Saved data entries:
● ● ●
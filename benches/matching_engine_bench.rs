use std::sync::Arc;

use chrono::Utc;
use criterion::{BatchSize, Criterion, black_box, criterion_group, criterion_main};
use rust_decimal::Decimal;
use rust_decimal_macros::dec;
use uuid::Uuid;

use p2p_escrow_engine::domain::models::types::TimeInForce;
use p2p_escrow_engine::domain::services::store::ExecutionJournal;
use p2p_escrow_engine::{EngineContext, PairEngine, Side, TradingOrder, TradingOrderKind, TradingOrderStatus, TradingPair};

const MAKER: Uuid = Uuid::from_u128(1);
const TAKER: Uuid = Uuid::from_u128(2);

fn create_test_order(
    engine: &PairEngine,
    user_id: Uuid,
    kind: TradingOrderKind,
    side: Side,
    price: Option<Decimal>,
    quantity: Decimal,
) -> TradingOrder {
    let now = Utc::now();
    TradingOrder {
        id: Uuid::new_v4(),
        user_id,
        trading_pair_id: engine.pair().id,
        kind,
        side,
        quantity,
        limit_price: price,
        stop_price: None,
        time_in_force: TimeInForce::Gtc,
        status: TradingOrderStatus::Pending,
        executed_quantity: Decimal::ZERO,
        avg_fill_price: None,
        group: None,
        trailing: None,
        sequence: 0,
        triggered_at: None,
        created_at: now,
        updated_at: now,
    }
}

fn setup_engine() -> PairEngine {
    let pair = TradingPair {
        id: Uuid::new_v4(),
        base_asset: "BTC".into(),
        quote_asset: "USDT".into(),
        active: true,
    };
    PairEngine::new(pair, dec!(0.001), Arc::new(ExecutionJournal::new()), EngineContext::system())
}

/// `levels` ask levels from 100 upwards with `per_level` one-unit orders each.
fn seeded_engine(levels: u32, per_level: u32) -> PairEngine {
    let mut engine = setup_engine();
    for i in 0..levels {
        let price = dec!(100) + Decimal::from(i);
        for _ in 0..per_level {
            let order = create_test_order(&engine, MAKER, TradingOrderKind::Limit, Side::Sell, Some(price), dec!(1));
            engine.submit(order).unwrap();
        }
    }
    engine
}

fn bench_limit_placement(c: &mut Criterion) {
    let mut engine = setup_engine();
    let mut group = c.benchmark_group("limit_placement");

    group.bench_function("rest_and_cancel", |b| {
        b.iter(|| {
            let order = create_test_order(&engine, MAKER, TradingOrderKind::Limit, Side::Buy, Some(dec!(99)), dec!(1));
            let id = order.id;
            black_box(engine.submit(order).unwrap());
            black_box(engine.cancel(id).unwrap());
        })
    });

    group.finish();
}

fn bench_market_crossing(c: &mut Criterion) {
    let mut group = c.benchmark_group("market_crossing");

    for sweep in [1u32, 10, 50] {
        group.bench_function(format!("sweep_{}_orders", sweep), |b| {
            b.iter_batched(
                || seeded_engine(10, 10),
                |mut engine| {
                    let order = create_test_order(
                        &engine,
                        TAKER,
                        TradingOrderKind::Market,
                        Side::Buy,
                        None,
                        Decimal::from(sweep),
                    );
                    black_box(engine.submit(order).unwrap())
                },
                BatchSize::SmallInput,
            )
        });
    }

    group.finish();
}

fn bench_depth_snapshot(c: &mut Criterion) {
    let engine = seeded_engine(50, 20);
    let mut group = c.benchmark_group("depth_snapshot");

    group.bench_function("top_20_levels", |b| b.iter(|| black_box(engine.depth(20))));

    group.finish();
}

criterion_group!(benches, bench_limit_placement, bench_market_crossing, bench_depth_snapshot);
criterion_main!(benches);
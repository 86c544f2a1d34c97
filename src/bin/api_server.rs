//--------------------------------------------------------------------------------------------------
// MODULE OVERVIEW
//--------------------------------------------------------------------------------------------------
// This is the main entry point for the API server.
// It loads configuration, sets up the event system, wires the P2P and trading engines to the
// in-memory collaborators, starts the price tick scheduler and serves the REST API.
//--------------------------------------------------------------------------------------------------

use std::net::SocketAddr;
use std::sync::Arc;
use std::time::Duration;

use anyhow::{Context, bail};
use clap::Parser;
use tracing::{Level, error, info};
use uuid::Uuid;

use p2p_escrow_engine::domain::services::external::{
    InMemoryLedger, InMemoryPaymentService, StaticIdentityService, StaticPriceFeed,
};
use p2p_escrow_engine::domain::services::store::ExecutionJournal;
use p2p_escrow_engine::{
    Actor, Api, AppState, Config, EngineContext, EventBus, EventDispatcher, EventLogger, P2pEngine,
    PersistenceEventHandler, PriceTickScheduler, SettlementForwarder, TradingEngine,
};

#[derive(Parser, Debug)]
#[command(author, version, about = "P2P escrow and trading engine API server")]
struct Args {
    /// Address to listen on (overrides P2P_BIND_ADDR)
    #[arg(short, long)]
    bind: Option<SocketAddr>,

    /// Log level: trace, debug, info, warn or error
    #[arg(short, long, default_value = "info")]
    log_level: Level,

    /// Trading pairs to register at startup, as BASE/QUOTE
    #[arg(short, long = "pair")]
    pairs: Vec<String>,
}

#[tokio::main]
async fn main() -> anyhow::Result<()> {
    let args = Args::parse();

    // Initialize logging
    tracing_subscriber::fmt().with_max_level(args.log_level).init();

    info!("Starting P2P escrow engine API server");
    let config = Config::try_from_env().context("invalid configuration")?;

    // Set up the event system
    let event_bus = EventBus::new(config.events.bus_capacity);
    let dispatcher = EventDispatcher::new(event_bus.clone());
    dispatcher.register_handler(Arc::new(EventLogger::new(1000))).await;
    dispatcher
        .register_handler(Arc::new(SettlementForwarder::new(Arc::new(InMemoryLedger::new()))))
        .await;

    if let Some(dir) = &config.events.persistence_dir {
        match PersistenceEventHandler::new(dir, 1000) {
            Ok(handler) => {
                info!("Persistence handler created. Events will be stored in {:?}", dir);
                dispatcher.register_handler(Arc::new(handler)).await;
            }
            Err(e) => error!("Failed to create persistence handler: {}", e),
        }
    }
    let _dispatcher = dispatcher.start().await;

    // Engines share one execution journal
    let ctx = EngineContext::system();
    let journal = Arc::new(ExecutionJournal::new());
    let price_feed = Arc::new(StaticPriceFeed::new());

    let p2p = P2pEngine::new(
        ctx.clone(),
        config.risk.clone(),
        config.fees.clone(),
        journal.clone(),
        Arc::new(StaticIdentityService::default()),
        Arc::new(InMemoryPaymentService::new()),
    )
    .with_event_bus(event_bus.clone());

    let trading = TradingEngine::new(
        ctx,
        config.trading.clone(),
        config.fees.taker_fee_rate,
        journal,
        price_feed,
    )
    .with_event_bus(event_bus);
    let trading = Arc::new(trading);

    let system = Actor::admin(Uuid::nil());
    for symbol in &args.pairs {
        let Some((base, quote)) = symbol.split_once('/') else {
            bail!("trading pair `{}` must look like BASE/QUOTE", symbol);
        };
        let pair = trading.register_pair(&system, base, quote)?;
        info!("Trading pair {} available as {}", pair.symbol(), pair.id);
    }

    let scheduler = PriceTickScheduler::new(trading.clone(), Duration::from_millis(config.trading.tick_interval_ms))
        .spawn();

    // Create and serve the API
    let addr = args.bind.unwrap_or(config.server.bind_addr);
    let api = Api::new(addr, AppState::new(Arc::new(p2p), trading));
    let served = api.serve().await;

    scheduler.shutdown().await;
    served.with_context(|| format!("API server on {} failed", addr))
}
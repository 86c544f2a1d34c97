pub mod clock;
pub mod types;
//--------------------------------------------------------------------------------------------------
// STRUCTS
//--------------------------------------------------------------------------------------------------
// | Name                   | Description                                   | Key Methods     |
// |------------------------|-----------------------------------------------|-----------------|
// | PaymentRequest         | Buyer's payment submission                    |                 |
// | NotesRequest           | Optional notes for escrow refunds             |                 |
// | ManageEscrowRequest    | Admin escrow action                           |                 |
// | OpenDisputeRequest     | Dispute type and description                  |                 |
// | ResolveDisputeRequest  | Adjudicator outcome                           |                 |
// | RegisterPairRequest    | New trading pair                              |                 |
// | PairStatusRequest      | Halt or resume a pair                         |                 |
// | PriceTickRequest       | Manual price tick                             |                 |
// | TickResponse           | Summary of a tick evaluation                  | from            |
// | *Query                 | Query-string filters                          |                 |
//--------------------------------------------------------------------------------------------------

use rust_decimal::Decimal;
use serde::{Deserialize, Serialize};
use uuid::Uuid;

use crate::domain::models::types::{
    DisputeOutcome, DisputeStatus, DisputeType, SimpleOrderStatus, TradeExecution, TradingOrder, TradingOrderStatus,
};
use crate::domain::services::escrow::EscrowAction;
use crate::domain::services::matching_engine::MatchResult;

#[derive(Debug, Clone, Default, Serialize, Deserialize)]
pub struct PaymentRequest {
    #[serde(default)]
    pub proof_of_payment: Option<String>,
}

#[derive(Debug, Clone, Default, Serialize, Deserialize)]
pub struct NotesRequest {
    #[serde(default)]
    pub notes: Option<String>,
}

#[derive(Debug, Clone, Serialize, Deserialize)]
pub struct ManageEscrowRequest {
    pub action: EscrowAction,
    #[serde(default)]
    pub notes: Option<String>,
}

#[derive(Debug, Clone, Serialize, Deserialize)]
pub struct OpenDisputeRequest {
    pub dispute_type: DisputeType,
    pub description: String,
}

#[derive(Debug, Clone, Serialize, Deserialize)]
pub struct ResolveDisputeRequest {
    pub outcome: DisputeOutcome,
    #[serde(default)]
    pub notes: Option<String>,
}

#[derive(Debug, Clone, Serialize, Deserialize)]
pub struct RegisterPairRequest {
    pub base_asset: String,
    pub quote_asset: String,
}

#[derive(Debug, Clone, Serialize, Deserialize)]
pub struct PairStatusRequest {
    pub active: bool,
}

#[derive(Debug, Clone, Serialize, Deserialize)]
pub struct PriceTickRequest {
    pub price: Decimal,
}

/// Orders touched by a tick, and the executions it produced.
#[derive(Debug, Clone, Serialize, Deserialize)]
pub struct TickResponse {
    pub trading_pair_id: Uuid,
    pub price: Decimal,
    pub triggered: Vec<Uuid>,
    pub executions: Vec<TradeExecution>,
    pub updated_orders: Vec<TradingOrder>,
}

impl TickResponse {
    pub fn from_result(trading_pair_id: Uuid, price: Decimal, result: MatchResult) -> Self {
        Self {
            trading_pair_id,
            price,
            triggered: result.triggered.iter().map(|(order, _)| order.id).collect(),
            executions: result.executions,
            updated_orders: result.affected_orders,
        }
    }
}

#[derive(Debug, Clone, Default, Serialize, Deserialize)]
pub struct SimpleStatusQuery {
    #[serde(default)]
    pub status: Option<SimpleOrderStatus>,
}

#[derive(Debug, Clone, Default, Serialize, Deserialize)]
pub struct TradingStatusQuery {
    #[serde(default)]
    pub status: Option<TradingOrderStatus>,
}

#[derive(Debug, Clone, Default, Serialize, Deserialize)]
pub struct DisputeStatusQuery {
    #[serde(default)]
    pub status: Option<DisputeStatus>,
}

#[derive(Debug, Clone, Default, Serialize, Deserialize)]
pub struct DepthQuery {
    #[serde(default)]
    pub depth: Option<usize>,
}
//--------------------------------------------------------------------------------------------------
// MODULE OVERVIEW
//--------------------------------------------------------------------------------------------------
// Storage for P2P simple orders. Each order, its escrow and its disputes live together in one
// record guarded by a per-order mutex. Every mutation runs as a unit of work against a working
// copy of the record; the copy replaces the stored record only when the whole closure succeeds.
//
// | Component        | Description                                                    |
// |------------------|----------------------------------------------------------------|
// | OrderRecord      | SimpleOrder + Escrow + Disputes                                |
// | UnitOfWork       | Working copy plus executions and events staged for commit      |
// | P2pStore         | Order map, dispute index and shared execution journal          |
// | ExecutionJournal | Append-only execution log                                      |
//--------------------------------------------------------------------------------------------------

mod journal;

use std::collections::HashMap;
use std::sync::Arc;

use parking_lot::{Mutex, RwLock};
use tracing::debug;
use uuid::Uuid;

use crate::domain::models::types::{Dispute, DisputeStatus, Escrow, SimpleOrder, TradeExecution};
use crate::domain::services::errors::{EngineError, EngineResult};
use crate::domain::services::events::EngineEvent;

pub use journal::ExecutionJournal;

/// Everything that must change atomically for one P2P order.
#[derive(Debug, Clone, PartialEq, serde::Serialize)]
pub struct OrderRecord {
    pub order: SimpleOrder,
    pub escrow: Option<Escrow>,
    pub disputes: Vec<Dispute>,
}

impl OrderRecord {
    pub fn new(order: SimpleOrder) -> Self {
        Self { order, escrow: None, disputes: Vec::new() }
    }

    pub fn open_dispute(&self) -> Option<&Dispute> {
        self.disputes.iter().find(|d| d.status == DisputeStatus::Open)
    }
}

/// Staged changes for one order. Dropped without effect if the closure fails.
#[derive(Debug)]
pub struct UnitOfWork {
    pub record: OrderRecord,
    executions: Vec<TradeExecution>,
    events: Vec<EngineEvent>,
}

impl UnitOfWork {
    fn new(record: OrderRecord) -> Self {
        Self { record, executions: Vec::new(), events: Vec::new() }
    }

    pub fn record_execution(&mut self, execution: TradeExecution) {
        self.executions.push(execution);
    }

    pub fn emit(&mut self, event: EngineEvent) {
        self.events.push(event);
    }

    pub fn dispute_mut(&mut self, dispute_id: Uuid) -> EngineResult<&mut Dispute> {
        self.record
            .disputes
            .iter_mut()
            .find(|d| d.id == dispute_id)
            .ok_or_else(|| EngineError::not_found("dispute", dispute_id))
    }
}

/// In-memory arena of P2P orders.
#[derive(Debug)]
pub struct P2pStore {
    records: RwLock<HashMap<Uuid, Arc<Mutex<OrderRecord>>>>,
    /// Dispute id to order id
    disputes: RwLock<HashMap<Uuid, Uuid>>,
    journal: Arc<ExecutionJournal>,
}

impl P2pStore {
    pub fn new(journal: Arc<ExecutionJournal>) -> Self {
        Self {
            records: RwLock::new(HashMap::new()),
            disputes: RwLock::new(HashMap::new()),
            journal,
        }
    }

    pub fn journal(&self) -> &Arc<ExecutionJournal> {
        &self.journal
    }

    pub fn insert(&self, order: SimpleOrder) {
        let id = order.id;
        self.records.write().insert(id, Arc::new(Mutex::new(OrderRecord::new(order))));
        debug!("Stored order {}", id);
    }

    pub fn get(&self, order_id: Uuid) -> Option<OrderRecord> {
        let slot = self.records.read().get(&order_id).cloned()?;
        let record = slot.lock().clone();
        Some(record)
    }

    pub fn order_for_dispute(&self, dispute_id: Uuid) -> Option<Uuid> {
        self.disputes.read().get(&dispute_id).copied()
    }

    /// Consistent copy of every record that satisfies `filter`.
    pub fn select<F>(&self, filter: F) -> Vec<OrderRecord>
    where
        F: Fn(&OrderRecord) -> bool,
    {
        let slots: Vec<_> = self.records.read().values().cloned().collect();
        slots
            .iter()
            .filter_map(|slot| {
                let record = slot.lock();
                filter(&record).then(|| record.clone())
            })
            .collect()
    }

    /// Runs `work` as one atomic unit against `order_id`.
    ///
    /// The record lock is held for the whole closure, so concurrent callers on the same order
    /// serialize. On success the working copy replaces the record and staged executions are
    /// appended to the journal under its write lock; the staged events are returned for
    /// publication. On failure nothing is written.
    ///
    /// # Errors
    /// `NotFound` if the order does not exist, otherwise whatever `work` returns.
    pub fn with_order<T, F>(&self, order_id: Uuid, work: F) -> EngineResult<(T, Vec<EngineEvent>)>
    where
        F: FnOnce(&mut UnitOfWork) -> EngineResult<T>,
    {
        let slot = self
            .records
            .read()
            .get(&order_id)
            .cloned()
            .ok_or_else(|| EngineError::not_found("order", order_id))?;

        let mut guard = slot.lock();
        let mut uow = UnitOfWork::new(guard.clone());
        let output = work(&mut uow)?;

        let UnitOfWork { record, executions, events } = uow;

        {
            let mut index = self.disputes.write();
            for dispute in &record.disputes {
                index.entry(dispute.id).or_insert(order_id);
            }
        }

        let mut journal = self.journal.writer();
        journal.extend(executions);
        *guard = record;
        drop(journal);

        Ok((output, events))
    }
}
● ● ●
Aim of the task »
Isolate the lines above that contain the word "served" and copy them.

Final answer »
    let served = api.serve().await;
    served.with_context(|| format!("API server on {} failed", addr))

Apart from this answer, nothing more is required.